Verdict? Yes - but only if prices continue to fall and the industry does more to promote its potential uses. The terrain is ripe for a huge marketing push.
Sign language for computers
As the Xbox One Kinect and PS4 camera systems develop, we're increasingly going to be telling our devices what to do by waving our hands around. As other manufacturers get on the bandwagon, we'll need a standard 'language' of gestures, like the pinching and swiping on smartphones. So says Accenture sub-consultancy Fjord, anyway.
Verdict? Definitely. Although it could take a while for a standard to emerge, during which time people will continue to haphazardly wave at the TV/reach for the remote control.
Hire a virtual personal assistant
Accenture and Forbes both predict us having a personalised e-minder, handling our relationships, monitoring our health, and running our lives through a 'virtual lifestyle system' that anticipates our every need.
Verdict? Yes - but don't imagine a robo-butler. This will be an evolution of services like Apple's Siri and Google Now, which learn from your activity and predict what you're going to need next. Continues to blur the line between scary and useful.
This is the big one. A survey for software firm Citrix showed that 91% of Americans are excited about gadgets you can wear - either glasses, wristbands or clothing. 2014 promises smart-watch launches from Google and Apple, as well as a host of other tech accessories.
Verdict? Definitely - led by Google Glass becoming available to all. By December 2014 you'll be able to communicate using a stand-alone smartwatch, browse the internet in your glasses and log dozens of health measurements through wristbands, trainers and clothes.
Death of the password
Ericsson ConsumerLab is predicting that 2014 will be the year that we give up on written passwords and use biometric data - primarily fingerprints - instead.
Verdict? It makes sense - passwords are increasingly fragile. But switching over to a new means of online identification will take a long time. Expect Apple to lead the way on this one as they reveal new uses for the iPhone 5S's fingerprint scanner.
IT support to come home
Industry analysts at Gartner say that EU laws will mean a 20% drop in 'offshoring' - sending jobs like customer support overseas.

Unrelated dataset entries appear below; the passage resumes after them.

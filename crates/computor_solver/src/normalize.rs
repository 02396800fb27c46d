//! Sparse-to-dense canonicalization.

use computor_ast::{CanonicalPolynomial, Degree, Normalized, SparsePolynomial};
use tracing::debug;

/// Reduce a sparse polynomial to its canonical dense form and degree.
///
/// Total: every input yields exactly one result.
/// 1. fold the non-positive-power accumulator into `c0`
/// 2. lay out coefficients densely, index = exponent, gaps = 0
/// 3. strip trailing zeros
/// 4. classify the degree
pub fn normalize(sparse: SparsePolynomial) -> Normalized {
    let (mut terms, folded) = sparse.into_parts();
    if folded != 0.0 {
        *terms.entry(0).or_insert(0.0) += folded;
    }

    let len = terms.keys().next_back().map_or(0, |max| *max as usize + 1);
    let mut dense = vec![0.0; len];
    for (exponent, coefficient) in terms {
        dense[exponent as usize] = coefficient;
    }

    let polynomial = CanonicalPolynomial::trimmed(dense);
    let degree = Degree::classify(&polynomial);
    debug!(coefficients = ?polynomial.coefficients(), %degree, "normalized");

    Normalized { polynomial, degree }
}

#[cfg(test)]
mod tests {
    use super::*;
    use computor_ast::Monomial;

    fn sparse(monomials: &[Monomial]) -> SparsePolynomial {
        monomials.iter().copied().collect()
    }

    #[test]
    fn test_normalize_dense_quadratic() {
        let n = normalize(sparse(&[
            Monomial::power(2.0, 2),
            Monomial::constant(4.0),
            Monomial::power(3.0, 1),
        ]));
        assert_eq!(n.polynomial.coefficients(), &[4.0, 3.0, 2.0]);
        assert_eq!(n.degree, Degree::Exact(2));
    }

    #[test]
    fn test_normalize_fills_gaps() {
        let n = normalize(sparse(&[Monomial::power(1.0, 3), Monomial::constant(-1.0)]));
        assert_eq!(n.polynomial.coefficients(), &[-1.0, 0.0, 0.0, 1.0]);
        assert_eq!(n.degree, Degree::Exact(3));
    }

    #[test]
    fn test_normalize_folds_into_constant() {
        let n = normalize(sparse(&[
            Monomial::folded(2.0),
            Monomial::constant(1.0),
            Monomial::power(5.0, 1),
        ]));
        assert_eq!(n.polynomial.coefficients(), &[3.0, 5.0]);
    }

    #[test]
    fn test_normalize_folded_creates_constant_slot() {
        let n = normalize(sparse(&[Monomial::folded(-7.0)]));
        assert_eq!(n.polynomial.coefficients(), &[-7.0]);
        assert_eq!(n.degree, Degree::Contradiction);
    }

    #[test]
    fn test_normalize_cancelled_high_terms_are_trimmed() {
        let n = normalize(sparse(&[
            Monomial::power(2.0, 2),
            Monomial::power(-2.0, 2),
            Monomial::power(1.0, 1),
        ]));
        assert_eq!(n.polynomial.coefficients(), &[0.0, 1.0]);
        assert_eq!(n.degree, Degree::Exact(1));
    }

    #[test]
    fn test_normalize_everything_cancels() {
        let n = normalize(sparse(&[Monomial::power(4.0, 2), Monomial::power(-4.0, 2)]));
        assert_eq!(n.polynomial.coefficients(), &[0.0]);
        assert_eq!(n.degree, Degree::Identity);
    }

    #[test]
    fn test_normalize_empty() {
        let n = normalize(SparsePolynomial::new());
        assert!(n.polynomial.is_empty());
        assert_eq!(n.degree, Degree::Identity);
    }

    #[test]
    fn test_normalize_canonical_is_fixed_point() {
        let first = normalize(sparse(&[
            Monomial::power(1.0, 2),
            Monomial::folded(2.0),
            Monomial::power(-3.0, 1),
        ]));
        let second = normalize(first.polynomial.to_sparse());
        assert_eq!(first, second);
    }
}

This could mean tech companies rely less on cheap labour (predominantly in Asia) for their helplines.
Verdict? The law is the law - but it won't affect existing arrangements. And don't necessarily expect IT support to become any more helpful, no matter where it's based.
Internet phonecalls to take over
According to futuretimeline.net, we're supposed to see VoIP - using broadband for calls, through services like Skype - become the standard for phone calls in 2014.
Verdict? Not likely. Although Skype and its ilk are useful, particularly for international calls, the reliability still isn't there, not to mention the bandwidth.